Why those curves, Rock Creek?

On Tuesday morning, before the earthquake hit, I answered an e-mail about DC faults.

I get unsolicited e-mails all the time (and occasionally phone calls, too). The contact comes from people who have a geological question, find my blog, and figure that I might be willing to answer it for them, or to direct them to someone more knowledgeable. Sometimes they ask me to identify a rock. I see answering these notes and calls as part of my job as an educator and a geological enthusiast.  The query I was responding to on Tuesday morning came from a local historian who is writing a mystery novel about D.C.

He wanted to know about two curves in the course of Rock Creek:

There are two sharp bends in Rock Creek: a hairpin turn at the Zoo and a beak-shaped bend near the P Street Bridge.  Were these caused by separate earth movements along two adjacent fault lines?  Are the bends related to the fall line winding down the Eastern seaboard?

My reply to him, of course, had to be illustrated, and if I make up an illustration for one person, I may as well share it with all. So here’s the map I sent him, and what I said:

That’s a detail from the Geologic map of the Washington West quadrangle, by Tony Fleming, Avery Drake, and Lucy McCartan. It’s USGS Geologic Quadrangle Map GQ-1748, published in 1994.

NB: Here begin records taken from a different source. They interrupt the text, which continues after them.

use chrono::{DateTime, Duration, Utc};
use std::collections::{HashMap, HashSet};
use std::sync::Arc;

use super::participation_service::ParticipationService;
use crate::error::{ServiceError, ServiceResult};
use crate::models::dashboard::{
    ActivitiesQuery, ActivityPage, DashboardActivity, DashboardData, DashboardStatistics,
    RECENT_ACTIVITY_LIMIT, RECENT_ACTIVITY_WINDOW_DAYS,
};
use crate::models::form::Form;
use crate::models::participation::{ParticipationStatus, UserFormParticipation};
use crate::repository::Store;

pub struct DashboardService {
    store: Arc<dyn Store>,
}

impl DashboardService {
    pub fn new(store: Arc<dyn Store>) -> Self {
        Self { store }
    }

    pub async fn dashboard(&self, user_id: &str) -> ServiceResult<DashboardData> {
        let now = Utc::now();

        let statistics = self.statistics(user_id, now).await?;
        let (recent, _) = self
            .store
            .page_participations(user_id, None, 0, RECENT_ACTIVITY_LIMIT as u64)
            .await?;
        let recent_activity = self.join_forms(recent).await?;
        let forms = ParticipationService::new(self.store.clone())
            .forms_for_user(user_id, now)
            .await?;

        Ok(DashboardData {
            statistics,
            recent_activity,
            forms,
        })
    }

    pub async fn statistics(
        &self,
        user_id: &str,
        now: DateTime<Utc>,
    ) -> ServiceResult<DashboardStatistics> {
        let submitted: HashSet<String> = self
            .store
            .list_submitted_form_ids(user_id)
            .await?
            .into_iter()
            .collect();
        let statuses: HashMap<String, ParticipationStatus> = self
            .store
            .list_participations_by_user(user_id)
            .await?
            .into_iter()
            .map(|p| (p.form_id, p.status))
            .collect();

        let total_available = self
            .store
            .list_active_forms(now)
            .await?
            .iter()
            .filter(|form| !submitted.contains(&form.id))
            .filter(|form| {
                statuses
                    .get(&form.id)
                    .is_none_or(|status| *status == ParticipationStatus::Available)
            })
            .count() as u64;

        let since = now - Duration::days(RECENT_ACTIVITY_WINDOW_DAYS);

        Ok(DashboardStatistics {
            total_available,
            total_in_progress: self
                .store
                .count_participations(user_id, ParticipationStatus::InProgress)
                .await?,
            total_completed: self
                .store
                .count_participations(user_id, ParticipationStatus::Completed)
                .await?,
            recent_activity_count: self
                .store
                .count_participations_modified_since(user_id, since)
                .await?,
        })
    }

    /// Paginated participation log. `status` is a status name or "all".
    pub async fn activities(
        &self,
        user_id: &str,
        query: &ActivitiesQuery,
    ) -> ServiceResult<ActivityPage> {
        let status = match query.status.as_deref() {
            None | Some("") | Some("all") => None,
            Some(name) => Some(
                name.parse::<ParticipationStatus>()
                    .map_err(|e| ServiceError::Validation(e.to_string()))?,
            ),
        };
        let (page, per_page) = query.page_bounds();
        let skip = (page - 1)
            .checked_mul(per_page)
            .ok_or_else(|| ServiceError::Validation("page is out of range".to_string()))?;

        let (rows, total) = self
            .store
            .page_participations(user_id, status, skip, per_page)
            .await?;

        Ok(ActivityPage {
            activities: self.join_forms(rows).await?,
            total,
            page,
            per_page,
        })
    }

    async fn join_forms(
        &self,
        rows: Vec<UserFormParticipation>,
    ) -> ServiceResult<Vec<DashboardActivity>> {
        let ids: Vec<String> = rows.iter().map(|p| p.form_id.clone()).collect();
        let forms: HashMap<String, Form> = self
            .store
            .find_forms_by_ids(&ids)
            .await?
            .into_iter()
            .map(|f| (f.id.clone(), f))
            .collect();

        Ok(rows
            .into_iter()
            .map(|p| {
                let form = forms.get(&p.form_id);
                let status = match form {
                    Some(f) if !f.is_deleted() => p.status,
                    _ => ParticipationStatus::Deleted,
                };
                DashboardActivity {
                    form_title: form.map(|f| f.title.clone()).unwrap_or_default(),
                    form_description: form.map(|f| f.description.clone()).unwrap_or_default(),
                    start_at: form.map(|f| f.start_at),
                    end_at: form.and_then(|f| f.end_at),
                    form_id: p.form_id,
                    status,
                    started_at: p.started_at,
                    completed_at: p.completed_at,
                    last_modified: p.last_modified,
                }
            })
            .collect())
    }
}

One thing that will jump out at you immediately about the map is that the boundary between the metamorphic and igneous rocks of the Piedmont province and the sedimentary strata of the Coastal Plain province winds generally northeast to southwest across the map.

The Coastal Plain sediments are draped atop an eroded surface cut down into the Piedmont. So this contact isn’t a vertical one; it’s closer to horizontal, and dips shallowly to the southeast. The Coastal Plain is wedge-shaped in three dimensions, and this boundary with the Piedmont is its thinnest tip. On a regional scale, this boundary is dubbed the “Fall Line” or the “Fall Zone,” as water flowing in streams over the boundary produces waterfalls where it moves from hard Piedmont into soft, easily-eroded Coastal Plain.

Now the creek bends that my historian correspondent was wondering about are two particular twists on an overall pretty curvy course:

Look at the map for known faults, and you can see that one (or two, really) line up with the upstream end of the upstream creek bend (the one at the Zoo, where the Beach Drive tunnel cuts through the ridge). There is a fault on the northwest of that straight section of creek (near the spectacled bears’ cage in the Zoo), and another (the Darton Fault) exposed on Adams Mill Road at its intersection with Clydesdale Place.

It seems quite plausible to me, the way they all line up in the same orientation and along strike of one another, that they are different expressions of a single fault (between the white arrows here):

But the downstream side of the Zoo “hairpin” turn in Rock Creek shows no evidence of fault control, and neither does the “beak” shaped bend near the P Street Bridge.

The answer to the historian’s other question (about the Fall Line) would be “no” – the faults are small, absent, and/or in the wrong orientation to match the Fall “Line.”

It sounded to me as if he might be conflating these two “f” words into a common model. The Fall Zone has only to do with the difference in erodability between the harder metamorphic and igneous rocks of the Piedmont province as compared to the softer, weak sediments of the Coastal Plain. It does not have anything to do with faults.

Any questions?

0 thoughts on “Why those curves, Rock Creek?”

  1. I would add that the bend in Rock Creek may be related to the fault zone, where there is a contrast in rock type across the fault and more easily eroded fault material, but it is extremely unlikely that the bend is due to motion on these faults after the formation of the river. Maryland is not like California where there are very large ground motions in recent geologic time.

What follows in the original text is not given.